So it’s official – Britain is in recession.
Except that this is unlike any recession any of us have experienced.
It is the deepest recession in modern British history.
It is the deepest of any other leading industrialised economy (only Spain’s economy shrank by more in the first half of 2020).
Indeed, this is the deepest recession since the invention of gross domestic product as an economic concept back in the 1930s.
In one sense the fall is not surprising: we were in lockdown for most of the second quarter, so it was always likely that economic output would fall sharply during that period.
The lockdown began in the first quarter and intensified in the second, and given the standard definition of a recession is two successive quarters of contraction, it was plain a while back that we would face a recession.
Even so, the scale of it is quite something: a 20.4% fall in output in the second quarter – almost double the fall in most other advanced economies.
It puts UK economic output back to the level it was in 2003: 16 years of growth and prosperity wiped out in the space of six months.
Except that’s not quite right, because this is no normal recession in another respect too. Mostly, recessions are thrust upon countries and governments.
This recession was, at least in part, a confected one: a lockdown designed to clamp down on activity and bring COVID-19 under control.
And the good news is that much of that economic output should come back pretty quickly.
Indeed, delve deeper into the figures released by the Office for National Statistics today – into the month-on-month growth rates, and you can see the early signs of that rebound.
Monthly GDP actually rose by 8.7% in June, the biggest monthly increase since records began.
It’s nowhere near enough to bring the level of income across the economy back to where it was before COVID-19 struck – indeed it still leaves GDP 17.2% shy of its pre-crisis level.
Still: for those who hope this will be V-shaped recovery, with a very quick rebound back to normality, it is a start.
Economic statistics are mostly the equivalent of a rear-view mirror.
These GDP numbers are history, albeit recent history – a cliff edge and a canyon we are now pulling out of. The abiding question now is what happens next.

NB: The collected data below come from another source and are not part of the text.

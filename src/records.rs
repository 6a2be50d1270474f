// src/records.rs

//! # Settings Records
//!
//! Typed snapshots of the records the autotune module reads and writes
//! through a [`SettingsAccessor`](crate::accessor::SettingsAccessor).
//! Every record is a plain `Copy` value: the accessor hands out a fresh copy
//! on each read and publishes a whole record on each write, so a consumer
//! never observes a half-updated record.

/// Control axis of the vehicle.
#[derive(Debug, Clone, Copy, PartialEq, Eq)]
#[cfg_attr(feature = "defmt", derive(defmt::Format))]
pub enum Axis {
    /// Rotation about the longitudinal axis.
    Roll,
    /// Rotation about the lateral axis.
    Pitch,
    /// Rotation about the vertical axis.
    Yaw,
}

/// Flight mode selected by the pilot.
#[derive(Debug, Clone, Copy, PartialEq, Eq, Default)]
#[cfg_attr(feature = "defmt", derive(defmt::Format))]
pub enum FlightMode {
    /// Direct passthrough of stick inputs.
    #[default]
    Manual,
    /// First configurable stabilized mode.
    Stabilized1,
    /// Second configurable stabilized mode.
    Stabilized2,
    /// Third configurable stabilized mode.
    Stabilized3,
    /// Relay autotuning of the roll and pitch loops.
    Autotune,
    /// Altitude hold.
    AltitudeHold,
    /// Position hold.
    PositionHold,
}

/// Arming state of the vehicle.
///
/// `Arming` is the transient state while the arming gesture is held; it
/// counts as neither armed nor disarmed.
#[derive(Debug, Clone, Copy, PartialEq, Eq, Default)]
#[cfg_attr(feature = "defmt", derive(defmt::Format))]
pub enum ArmedState {
    /// Motors are disabled.
    #[default]
    Disarmed,
    /// Arming gesture in progress.
    Arming,
    /// Motors are live.
    Armed,
}

/// Snapshot of the flight status record.
#[derive(Debug, Clone, Copy, PartialEq, Default)]
#[cfg_attr(feature = "defmt", derive(defmt::Format))]
pub struct FlightStatus {
    /// Arming state.
    pub armed: ArmedState,
    /// Selected flight mode.
    pub flight_mode: FlightMode,
}

/// Normalized manual control input.
///
/// Roll, pitch and yaw are in `[-1, 1]`. Throttle is in `[-1, 1]` with
/// zero or below meaning idle.
#[derive(Debug, Clone, Copy, PartialEq, Default)]
#[cfg_attr(feature = "defmt", derive(defmt::Format))]
pub struct ManualControlCommand {
    /// Roll stick.
    pub roll: f32,
    /// Pitch stick.
    pub pitch: f32,
    /// Yaw stick.
    pub yaw: f32,
    /// Throttle stick.
    pub throttle: f32,
}

/// Gains of one PID loop.
#[derive(Debug, Clone, Copy, PartialEq, Default)]
#[cfg_attr(feature = "defmt", derive(defmt::Format))]
pub struct PidGains<T> {
    /// Proportional gain.
    pub kp: T,
    /// Integral gain.
    pub ki: T,
    /// Derivative gain. Zero for the attitude PI loops.
    pub kd: T,
    /// Upper limit for the integral term to prevent windup.
    pub i_limit: T,
}

/// Per-axis values for roll, pitch and yaw.
#[derive(Debug, Clone, Copy, PartialEq, Default)]
#[cfg_attr(feature = "defmt", derive(defmt::Format))]
pub struct AxisValues<T> {
    /// Roll value.
    pub roll: T,
    /// Pitch value.
    pub pitch: T,
    /// Yaw value.
    pub yaw: T,
}

impl<T: Copy> AxisValues<T> {
    /// Returns the value for `axis`.
    pub fn get(&self, axis: Axis) -> T {
        match axis {
            Axis::Roll => self.roll,
            Axis::Pitch => self.pitch,
            Axis::Yaw => self.yaw,
        }
    }
}

/// Stabilization loop settings shared with the stabilization module.
#[derive(Debug, Clone, Copy, PartialEq)]
#[cfg_attr(feature = "defmt", derive(defmt::Format))]
pub struct StabilizationSettings {
    /// Inner rate loop gains per axis.
    pub rate_pid: AxisValues<PidGains<f32>>,
    /// Outer attitude loop gains per axis.
    pub attitude_pi: AxisValues<PidGains<f32>>,
    /// Stick-to-rate scale factors (deg/s at full stick).
    pub manual_rate: AxisValues<f32>,
    /// Maximum commanded roll angle (deg).
    pub roll_max: f32,
    /// Maximum commanded pitch angle (deg).
    pub pitch_max: f32,
}

impl StabilizationSettings {
    /// Creates settings with the factory defaults.
    pub fn new() -> Self {
        let rate = PidGains {
            kp: 0.003,
            ki: 0.003,
            kd: 0.000_02,
            i_limit: 0.3,
        };
        let attitude = PidGains {
            kp: 2.5,
            ki: 0.0,
            kd: 0.0,
            i_limit: 50.0,
        };
        Self {
            rate_pid: AxisValues {
                roll: rate,
                pitch: rate,
                yaw: PidGains { kp: 0.0035, ki: 0.0035, ..rate },
            },
            attitude_pi: AxisValues {
                roll: attitude,
                pitch: attitude,
                yaw: attitude,
            },
            manual_rate: AxisValues {
                roll: 150.0,
                pitch: 150.0,
                yaw: 150.0,
            },
            roll_max: 55.0,
            pitch_max: 55.0,
        }
    }

    /// Returns a mutable reference to the rate loop gains of `axis`.
    pub fn rate_pid_mut(&mut self, axis: Axis) -> &mut PidGains<f32> {
        match axis {
            Axis::Roll => &mut self.rate_pid.roll,
            Axis::Pitch => &mut self.rate_pid.pitch,
            Axis::Yaw => &mut self.rate_pid.yaw,
        }
    }

    /// Returns a mutable reference to the attitude loop gains of `axis`.
    pub fn attitude_pi_mut(&mut self, axis: Axis) -> &mut PidGains<f32> {
        match axis {
            Axis::Roll => &mut self.attitude_pi.roll,
            Axis::Pitch => &mut self.attitude_pi.pitch,
            Axis::Yaw => &mut self.attitude_pi.yaw,
        }
    }
}

impl Default for StabilizationSettings {
    fn default() -> Self {
        Self::new()
    }
}

/// Which control loop the relay excites.
#[derive(Debug, Clone, Copy, PartialEq, Eq, Default)]
#[cfg_attr(feature = "defmt", derive(defmt::Format))]
pub enum TuningMode {
    /// Relay on the inner rate loop.
    #[default]
    Rate,
    /// Relay on the outer attitude loop.
    Attitude,
}

/// How far a finished session carries its result.
#[derive(Debug, Clone, Copy, PartialEq, Eq, Default)]
#[cfg_attr(feature = "defmt", derive(defmt::Format))]
pub enum TuningBehavior {
    /// Keep the measurement only; gains are not computed.
    #[default]
    Measure,
    /// Apply the computed gains to the live settings.
    Compute,
    /// Apply the computed gains and save them to durable storage.
    Save,
}

/// Relay tuning configuration.
#[derive(Debug, Clone, Copy, PartialEq, Eq, Default)]
#[cfg_attr(feature = "defmt", derive(defmt::Format))]
pub struct RelayTuningSettings {
    /// Excited loop.
    pub mode: TuningMode,
    /// Result handling.
    pub behavior: TuningBehavior,
}

/// Oscillation measured on one axis while the relay was engaged.
#[derive(Debug, Clone, Copy, PartialEq, Default)]
#[cfg_attr(feature = "defmt", derive(defmt::Format))]
pub struct RelayMeasurement {
    /// Oscillation period (ms).
    pub period_ms: f32,
    /// Oscillation amplitude ratio.
    pub gain: f32,
}

/// Relay measurements produced by the stabilization module.
#[derive(Debug, Clone, Copy, PartialEq, Default)]
#[cfg_attr(feature = "defmt", derive(defmt::Format))]
pub struct RelayTuningResult {
    /// Roll axis measurement.
    pub roll: RelayMeasurement,
    /// Pitch axis measurement.
    pub pitch: RelayMeasurement,
}

impl RelayTuningResult {
    /// Returns the measurement for a tunable axis.
    pub fn axis(&self, axis: TunedAxis) -> RelayMeasurement {
        match axis {
            TunedAxis::Roll => self.roll,
            TunedAxis::Pitch => self.pitch,
        }
    }
}

/// Axes the relay tuner measures. Yaw is never excited.
#[derive(Debug, Clone, Copy, PartialEq, Eq)]
#[cfg_attr(feature = "defmt", derive(defmt::Format))]
pub enum TunedAxis {
    /// Roll axis.
    Roll,
    /// Pitch axis.
    Pitch,
}

impl From<TunedAxis> for Axis {
    fn from(axis: TunedAxis) -> Self {
        match axis {
            TunedAxis::Roll => Axis::Roll,
            TunedAxis::Pitch => Axis::Pitch,
        }
    }
}

/// Control mode requested from the stabilization module for one axis.
#[derive(Debug, Clone, Copy, PartialEq, Eq, Default)]
#[cfg_attr(feature = "defmt", derive(defmt::Format))]
pub enum StabilizationMode {
    /// Angular rate control.
    #[default]
    Rate,
    /// Attitude angle control.
    Attitude,
    /// Relay excitation of the rate loop.
    RelayRate,
    /// Relay excitation of the attitude loop.
    RelayAttitude,
}

impl StabilizationMode {
    /// Returns `true` for the relay excitation modes.
    pub fn is_relay(self) -> bool {
        matches!(
            self,
            StabilizationMode::RelayRate | StabilizationMode::RelayAttitude
        )
    }
}

impl TuningMode {
    /// Normal (non-relay) mode for the roll and pitch axes.
    pub fn normal_mode(self) -> StabilizationMode {
        match self {
            TuningMode::Rate => StabilizationMode::Rate,
            TuningMode::Attitude => StabilizationMode::Attitude,
        }
    }

    /// Relay mode used while an axis is measured.
    pub fn relay_mode(self) -> StabilizationMode {
        match self {
            TuningMode::Rate => StabilizationMode::RelayRate,
            TuningMode::Attitude => StabilizationMode::RelayAttitude,
        }
    }
}

/// Setpoint record consumed by the stabilization module.
#[derive(Debug, Clone, Copy, PartialEq, Default)]
#[cfg_attr(feature = "defmt", derive(defmt::Format))]
pub struct StabilizationDesired {
    /// Control mode per axis.
    pub mode: AxisValues<StabilizationMode>,
    /// Roll command (deg/s or deg depending on mode).
    pub roll: f32,
    /// Pitch command (deg/s or deg depending on mode).
    pub pitch: f32,
    /// Yaw rate command (deg/s).
    pub yaw: f32,
    /// Throttle passthrough.
    pub throttle: f32,
}

impl StabilizationDesired {
    /// Returns `true` if any axis is in a relay mode.
    pub fn has_relay_axis(&self) -> bool {
        self.mode.roll.is_relay() || self.mode.pitch.is_relay() || self.mode.yaw.is_relay()
    }
}

/// State of an optional firmware module.
#[derive(Debug, Clone, Copy, PartialEq, Eq, Default)]
#[cfg_attr(feature = "defmt", derive(defmt::Format))]
pub enum ModuleState {
    /// Module is not started.
    #[default]
    Disabled,
    /// Module is started at boot.
    Enabled,
}

/// Hardware settings relevant to this module.
#[derive(Debug, Clone, Copy, PartialEq, Eq, Default)]
#[cfg_attr(feature = "defmt", derive(defmt::Format))]
pub struct HwSettings {
    /// Optional module flag for autotune.
    pub autotune: ModuleState,
}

Does the UK economy recover, or does economic activity drag on at a weaker rate for the foreseeable future? And, inextricably linked, what happens if there’s a second surge in COVID-19 infections: does it prompt another lockdown or semi-lockdown, with all the associated consequences?
Most economists suspect that whatever happens, unemployment will rise even more sharply than after the financial crisis in 2008, making this the biggest jobs crisis since the 1980s.
In the end, that statistic – unemployment – may prove more significant and meaningful than a double-digit fall in GDP.
The scale of this economic contraction is unlikely ever to be repeated.
It will take some time before we understand the precise shape of the curve: the ONS constantly revises these numbers over time, so it might be that the fall was less deep, or maybe deeper.
Is this the worst recession since 1921 or since the early 18th century? Only time will tell.
It is likely that it is an unusually short-lived recession, if only because the fall was so sharp that any return to a semblance of normality would involve an increase in output.
Even so, it is a baleful moment for the UK. It might just be a statistic, it might not be the best measure of personal wellbeing or equality, but GDP is still about the most comprehensive metric of a country’s welfare.
It is simply the sum total of everything we buy, sell or earn. And we have never seen it collapse like this before.